Republic of the Philippines
SUPREME COURT
Manila
EN BANC
G.R. No. L-985             January 23, 1948
THE PEOPLE OF THE PHILIPPINES, plaintiff-appellee,
vs.
DIONISIO AGONCILLO, defendant-appellant.
Macario Nicolas for appellant.
Assistant Solicitor General Ruperto Kapunan, Jr., and Solicitor Federico V. Sian for appellee.
PARAS, J.:
This is an appeal from the judgment of the People's Court finding the appellant, Dionisio Agoncillo, guilty of treason and sentencing him to suffer fifteen years of reclusion temporal and to pay a fine of two thousand pesos and the costs.
According to the information, from February, 1944, to March, 1945, in Cebu City and its environs, the appellant (1) "did consistently and continuously traffic in war materials and sold them to the enemy," and (2) "did join and serve the enemy as informer, agent, and spy." The People's Court held that the second count was not proven, and the appealed judgment of conviction is predicated solely on the first count.
Under the theory of the prosecution, appellant's adherence to the enemy is inferable from the following alleged facts: (a) In the afternoon of September 20, 1944, while the appellant was taking a bath in the house of his neighbor Rufina Cepeda, the latter's cousin (Olimpio Do), who knew how to read Chinese, examined appellant's clothes and found therein appellant's identification card written in Japanese and Chinese characters tending to show that the appellant was a Japanese undercover. (b) In January 1945, after a trip to Bohol, Rufina Cepeda told the appellant that there were guerrillas in Bohol and that Japanese notes were no longer accepted in said place. In the evening of the next day, Rufina Cepeda was arrested by the Japanese and their undercovers and asked about things she saw in Bohol. Rufina was detained for three days. After her release, the appellant came to her house and got some chickens for the consumption of the Japanese who arrested her. A Japanese also used to sleep once in a while in appellant's house.
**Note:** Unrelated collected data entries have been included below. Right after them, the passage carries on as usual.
use async_trait::async_trait;
use sqlx::{FromRow, PgConnection, PgPool};

use veritrail_application::{AuditEvent, AuditLogEntry, AuditLogQuery, AuditLogRepository};
use veritrail_core::{AppError, AppResult, TenantId};

/// Writes one audit row on the caller's connection.
///
/// Repository mutations call this inside their own transaction so the audit
/// row commits or rolls back together with the mutated row. The repository
/// supplies the resource type and identifier, which for inserts exist only
/// after the row does.
pub(crate) async fn insert_audit_event(
    connection: &mut PgConnection,
    tenant_id: TenantId,
    event: &AuditEvent,
    resource_type: &str,
    resource_id: &str,
) -> AppResult<()> {
    sqlx::query(
        r#"
        INSERT INTO audit_log_entries (
            tenant_id,
            subject,
            action,
            resource_type,
            resource_id,
            detail
        )
        VALUES ($1, $2, $3, $4, $5, $6)
        "#,
    )
    .bind(tenant_id.as_uuid())
    .bind(&event.subject)
    .bind(event.action.as_str())
    .bind(resource_type)
    .bind(resource_id)
    .bind(event.detail.as_deref())
    .execute(connection)
    .await
    .map_err(|error| AppError::Internal(format!("failed to append audit event: {error}")))?;

    Ok(())
}

/// PostgreSQL-backed repository for audit log read models.
#[derive(Clone)]
pub struct PostgresAuditLogRepository {
    pool: PgPool,
}

impl PostgresAuditLogRepository {
    /// Creates a repository with the provided connection pool.
    #[must_use]
    pub fn new(pool: PgPool) -> Self {
        Self { pool }
    }
}

#[derive(Debug, FromRow)]
struct AuditLogRow {
    event_id: uuid::Uuid,
    subject: String,
    action: String,
    resource_type: String,
    resource_id: String,
    detail: Option<String>,
    created_at: String,
}

#[async_trait]
impl AuditLogRepository for PostgresAuditLogRepository {
    async fn list_recent_entries(
        &self,
        tenant_id: TenantId,
        query: AuditLogQuery,
    ) -> AppResult<Vec<AuditLogEntry>> {
        let capped_limit = query.limit.clamp(1, 200) as i64;
        let capped_offset = query.offset.min(5_000) as i64;
        let rows = sqlx::query_as::<_, AuditLogRow>(
            r#"
            SELECT
                id AS event_id,
                subject,
                action,
                resource_type,
                resource_id,
                detail,
                to_char(created_at AT TIME ZONE 'UTC', 'YYYY-MM-DD"T"HH24:MI:SS"Z"') AS created_at
            FROM audit_log_entries
            WHERE tenant_id = $1
                AND ($2::TEXT IS NULL OR action = $2)
                AND ($3::TEXT IS NULL OR subject = $3)
            ORDER BY created_at DESC
            LIMIT $4
            OFFSET $5
            "#,
        )
        .bind(tenant_id.as_uuid())
        .bind(query.action)
        .bind(query.subject)
        .bind(capped_limit)
        .bind(capped_offset)
        .fetch_all(&self.pool)
        .await
        .map_err(|error| {
            AppError::Internal(format!("failed to list audit log entries: {error}"))
        })?;

        Ok(rows
            .into_iter()
            .map(|row| AuditLogEntry {
                event_id: row.event_id.to_string(),
                subject: row.subject,
                action: row.action,
                resource_type: row.resource_type,
                resource_id: row.resource_id,
                detail: row.detail,
                created_at: row.created_at,
            })
            .collect())
    }
}

#[cfg(test)]
mod tests {
    use sqlx::PgPool;
    use veritrail_application::{AuditEvent, AuditLogQuery, AuditLogRepository};
    use veritrail_core::TenantId;
    use veritrail_domain::AuditAction;

    use super::{PostgresAuditLogRepository, insert_audit_event};

    async fn connect() -> Option<PgPool> {
        let Ok(database_url) = std::env::var("DATABASE_URL") else {
            return None;
        };
        let pool = PgPool::connect(&database_url)
            .await
            .unwrap_or_else(|_| panic!("test database unavailable"));
        sqlx::migrate!("./migrations")
            .run(&pool)
            .await
            .unwrap_or_else(|_| panic!("test migrations failed"));
        Some(pool)
    }

    #[tokio::test]
    async fn inserted_events_are_listed_most_recent_first() {
        let Some(pool) = connect().await else {
            return;
        };

        let tenant_id = TenantId::new();
        sqlx::query("INSERT INTO tenants (id, slug, name, locale, timezone, license_tier) VALUES ($1, $2, $2, 'en-US', 'UTC', 'starter')")
            .bind(tenant_id.as_uuid())
            .bind(format!("audit-test-{tenant_id}"))
            .execute(&pool)
            .await
            .unwrap_or_else(|_| panic!("test tenant insert failed"));

        let event = AuditEvent {
            subject: "alice".to_owned(),
            action: AuditAction::VendorCreated,
            detail: None,
        };
        let mut connection = pool
            .acquire()
            .await
            .unwrap_or_else(|_| panic!("test connection failed"));
        for resource_id in ["v-1", "v-2"] {
            insert_audit_event(&mut *connection, tenant_id, &event, "vendor", resource_id)
                .await
                .unwrap_or_else(|_| panic!("test insert failed"));
        }
        drop(connection);

        let entries = PostgresAuditLogRepository::new(pool)
            .list_recent_entries(
                tenant_id,
                AuditLogQuery {
                    limit: 10,
                    offset: 0,
                    action: Some("vendor.created".to_owned()),
                    subject: None,
                },
            )
            .await
            .unwrap_or_else(|_| panic!("test list failed"));

        assert_eq!(entries.len(), 2);
        assert!(entries.iter().all(|entry| entry.subject == "alice"));
    }
}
Upon the other hand, appellant's alleged overt acts of giving aid and comfort to the enemy are summarized in the brief for Government as follows: In the middle of April, 1944, the appellant sold about 300 kilos of alum crystals, at three pesos a kilo, to the Keribo, a construction company operated by the Japanese Army. Two or three weeks thereafter, he sold to the same entity some 100 pieces of water pipes, the price of which was not known. About the third week of December, 1944, the appellant was seen on Jones Avenue helping push a handcart full of truck and auto tires, batteries and spare parts into the intermediate and high school premises then used by the Japanese Army as a motor pool.
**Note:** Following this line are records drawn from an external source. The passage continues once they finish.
use std::str::FromStr;

use serde::{Deserialize, Serialize};
use serde_json::Value;
use ts_rs::TS;
use veritrail_application::{AuditLogEntry, RolePermissionRecord, SaveRolePermissionInput};
use veritrail_core::{AppError, AppResult, UserRole};
use veritrail_domain::{DataFilterRule, Permission};

/// API representation of a role-permission matrix row.
#[derive(Debug, Serialize, TS)]
#[ts(
    export,
    export_to = "../../../../packages/api-types/src/generated/role-permission-response.ts"
)]
pub struct RolePermissionResponse {
    /// Role the row applies to.
    pub role: String,
    /// Permission category.
    pub category: String,
    /// Permission key the row grants or denies.
    pub permission: String,
    /// Whether the row grants access.
    pub allowed: bool,
    /// Optional row-level narrowing applied to reads.
    #[ts(type = "unknown | null")]
    pub data_filter: Option<Value>,
    /// Whether the row is a tenant override or a platform default.
    pub tenant_scoped: bool,
    /// Last update timestamp in RFC3339.
    pub updated_at: String,
}

impl TryFrom<RolePermissionRecord> for RolePermissionResponse {
    type Error = AppError;

    fn try_from(value: RolePermissionRecord) -> Result<Self, Self::Error> {
        let data_filter = value
            .data_filter
            .as_ref()
            .map(serde_json::to_value)
            .transpose()
            .map_err(|error| {
                AppError::Internal(format!("failed to encode data filter: {error}"))
            })?;

        Ok(Self {
            role: value.role.as_str().to_owned(),
            category: value.permission.category().as_str().to_owned(),
            permission: value.permission.as_str().to_owned(),
            allowed: value.allowed,
            data_filter,
            tenant_scoped: value.tenant_scoped,
            updated_at: value.updated_at,
        })
    }
}

/// Incoming payload for saving a tenant role-permission row.
#[derive(Debug, Deserialize, TS)]
#[ts(
    export,
    export_to = "../../../../packages/api-types/src/generated/save-role-permission-request.ts"
)]
pub struct SaveRolePermissionRequest {
    /// Role the row applies to.
    pub role: String,
    /// Permission key the row grants or denies.
    pub permission: String,
    /// Whether the row grants access.
    pub allowed: bool,
    /// Optional row-level narrowing applied to reads.
    #[ts(type = "unknown | null")]
    pub data_filter: Option<Value>,
}

impl SaveRolePermissionRequest {
    /// Validates the payload into a service input.
    pub fn into_input(self) -> AppResult<SaveRolePermissionInput> {
        let role = UserRole::from_str(self.role.as_str())?;
        let permission = Permission::from_str(self.permission.as_str())?;
        let data_filter = self
            .data_filter
            .map(serde_json::from_value::<DataFilterRule>)
            .transpose()
            .map_err(|error| {
                AppError::Validation(format!("malformed data filter rule: {error}"))
            })?;

        Ok(SaveRolePermissionInput {
            role,
            permission,
            allowed: self.allowed,
            data_filter,
        })
    }
}

/// Incoming payload for removing a tenant role-permission override.
#[derive(Debug, Deserialize, TS)]
#[ts(
    export,
    export_to = "../../../../packages/api-types/src/generated/remove-role-permission-request.ts"
)]
pub struct RemoveRolePermissionRequest {
    /// Role the override applies to.
    pub role: String,
    /// Permission key the override applies to.
    pub permission: String,
}

/// API representation of an audit log entry.
#[derive(Debug, Serialize, TS)]
#[ts(
    export,
    export_to = "../../../../packages/api-types/src/generated/audit-log-entry-response.ts"
)]
pub struct AuditLogEntryResponse {
    /// Stable event identifier.
    pub event_id: String,
    /// Actor subject.
    pub subject: String,
    /// Stable action identifier.
    pub action: String,
    /// Event resource type.
    pub resource_type: String,
    /// Event resource identifier.
    pub resource_id: String,
    /// Optional event detail.
    pub detail: Option<String>,
    /// Event timestamp in RFC3339.
    pub created_at: String,
}

impl From<AuditLogEntry> for AuditLogEntryResponse {
    fn from(value: AuditLogEntry) -> Self {
        Self {
            event_id: value.event_id,
            subject: value.subject,
            action: value.action,
            resource_type: value.resource_type,
            resource_id: value.resource_id,
            detail: value.detail,
            created_at: value.created_at,
        }
    }
}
Regardless of the writer's view on suspension of political laws and change of sovereignty as heretofore expressed, the Court is of the opinion that the overt acts imputed to the appellant have not been duly proven. With respect to the sale of 300 kilos of alum crystals, the testimony of the prosecution witness Lorenzo Barria to the effect that the price was P3 a kilo, is not corroborated by any other witness. With respect to the alleged sale of 100 pieces of water pipes, counsel for the appellee admits that the price thereof was not known. An essential part of the overt act charged in the information was therefore lacking. No pretense was made that the appellant donated the articles in question. The alleged delivery of truck and auto tires, batteries and spare parts can be disregarded. The only detail that may at most be considered established by the prosecution refers to the fact that the appellant helped in pushing a handcart loaded with such articles, and the evidence is even uncertain in one respect, namely that the cart was brought either to the intermediate school premises or the high school building. Indeed it was acknowledged by the lower court that the witnesses for the Government did not know how the appellant disposed of the articles loaded in the cart.
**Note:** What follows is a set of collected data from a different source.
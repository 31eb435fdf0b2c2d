use std::str::FromStr;

use serde::{Deserialize, Serialize};
use veritrail_core::{AppError, AppResult, NonEmptyString};

use crate::user::EmailAddress;

/// Risk classification assigned to vendors and agents.
#[derive(Debug, Clone, Copy, PartialEq, Eq, Hash, Serialize, Deserialize)]
#[serde(rename_all = "snake_case")]
pub enum RiskTier {
    /// Minimal-impact third party.
    Low,
    /// Standard review cadence.
    Medium,
    /// Elevated review cadence.
    High,
    /// Business-critical or data-sensitive third party.
    Critical,
}

impl RiskTier {
    /// Returns a stable storage value for this tier.
    #[must_use]
    pub fn as_str(&self) -> &'static str {
        match self {
            Self::Low => "low",
            Self::Medium => "medium",
            Self::High => "high",
            Self::Critical => "critical",
        }
    }
}

impl FromStr for RiskTier {
    type Err = AppError;

    fn from_str(value: &str) -> Result<Self, Self::Err> {
        match value {
            "low" => Ok(Self::Low),
            "medium" => Ok(Self::Medium),
            "high" => Ok(Self::High),
            "critical" => Ok(Self::Critical),
            _ => Err(AppError::Validation(format!("unknown risk tier '{value}'"))),
        }
    }
}

/// Validated vendor profile.
#[derive(Debug, Clone, PartialEq, Eq, Serialize, Deserialize)]
pub struct VendorProfile {
    name: NonEmptyString,
    category: Option<String>,
    contact_email: Option<EmailAddress>,
    risk_tier: RiskTier,
}

/// Input payload used to construct a validated vendor profile.
#[derive(Debug, Clone, PartialEq, Eq)]
pub struct VendorProfileInput {
    /// Vendor legal or trading name.
    pub name: String,
    /// Optional vendor category label.
    pub category: Option<String>,
    /// Optional primary contact email.
    pub contact_email: Option<String>,
    /// Risk classification.
    pub risk_tier: RiskTier,
}

impl VendorProfile {
    /// Creates a validated vendor profile.
    pub fn new(input: VendorProfileInput) -> AppResult<Self> {
        let VendorProfileInput {
            name,
            category,
            contact_email,
            risk_tier,
        } = input;

        let category = category.and_then(|value| {
            let trimmed = value.trim().to_owned();
            (!trimmed.is_empty()).then_some(trimmed)
        });

        let contact_email = contact_email
            .filter(|value| !value.trim().is_empty())
            .map(EmailAddress::new)
            .transpose()?;

        Ok(Self {
            name: NonEmptyString::new(name)?,
            category,
            contact_email,
            risk_tier,
        })
    }

    /// Returns the vendor name.
    #[must_use]
    pub fn name(&self) -> &NonEmptyString {
        &self.name
    }

    /// Returns the optional category label.
    #[must_use]
    pub fn category(&self) -> Option<&str> {
        self.category.as_deref()
    }

    /// Returns the optional primary contact email.
    #[must_use]
    pub fn contact_email(&self) -> Option<&EmailAddress> {
        self.contact_email.as_ref()
    }

    /// Returns the risk classification.
    #[must_use]
    pub fn risk_tier(&self) -> RiskTier {
        self.risk_tier
    }
}

#[cfg(test)]
mod tests {
    use super::{RiskTier, VendorProfile, VendorProfileInput};

    #[test]
    fn blank_name_is_rejected() {
        let profile = VendorProfile::new(VendorProfileInput {
            name: "  ".to_owned(),
            category: None,
            contact_email: None,
            risk_tier: RiskTier::Low,
        });
        assert!(profile.is_err());
    }

    #[test]
    fn malformed_contact_email_is_rejected() {
        let profile = VendorProfile::new(VendorProfileInput {
            name: "Sigma Cloud".to_owned(),
            category: Some("cloud".to_owned()),
            contact_email: Some("not-an-email".to_owned()),
            risk_tier: RiskTier::High,
        });
        assert!(profile.is_err());
    }

    #[test]
    fn empty_contact_email_is_treated_as_absent() {
        let profile = VendorProfile::new(VendorProfileInput {
            name: "Sigma Cloud".to_owned(),
            category: None,
            contact_email: Some("   ".to_owned()),
            risk_tier: RiskTier::Medium,
        });
        assert!(profile.is_ok());
        assert!(
            profile
                .unwrap_or_else(|_| panic!("test"))
                .contact_email()
                .is_none()
        );
    }
}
Even supposing, however, that the appellant had really sold for a definite price alum crystals and water pipes, the same did not per se constitute treason. As said articles or materials were not exclusively for war purposes, their sale did not necessarily carry an intention on the part of the vendor to adhere to the enemy. The theory of the prosecution is that the sale was treasonable in view of the other proven acts showing appellant's adherence to the enemy. It appears, however, that the alleged acts of adherence performed by the appellant took place after the overt act in question. It is not unlikely that at the time the appellant made the sale, his motive was purely personal gain, uninfluenced by any benefit inuring to the enemy. Where two probabilities arise from the evidence, the one compatible with the presumption of innocence will be adopted. (People vs. Agpangan, G.R. No. L-778, October 10, 1947.)
Wherefore, the appealed judgment is reversed and the appellant acquitted with costs de oficio. So ordered.
Moran, C.J., Feria, Pablo, Perfecto, Hilado, Bengzon, Briones, Padilla, and Tuason, JJ., concur.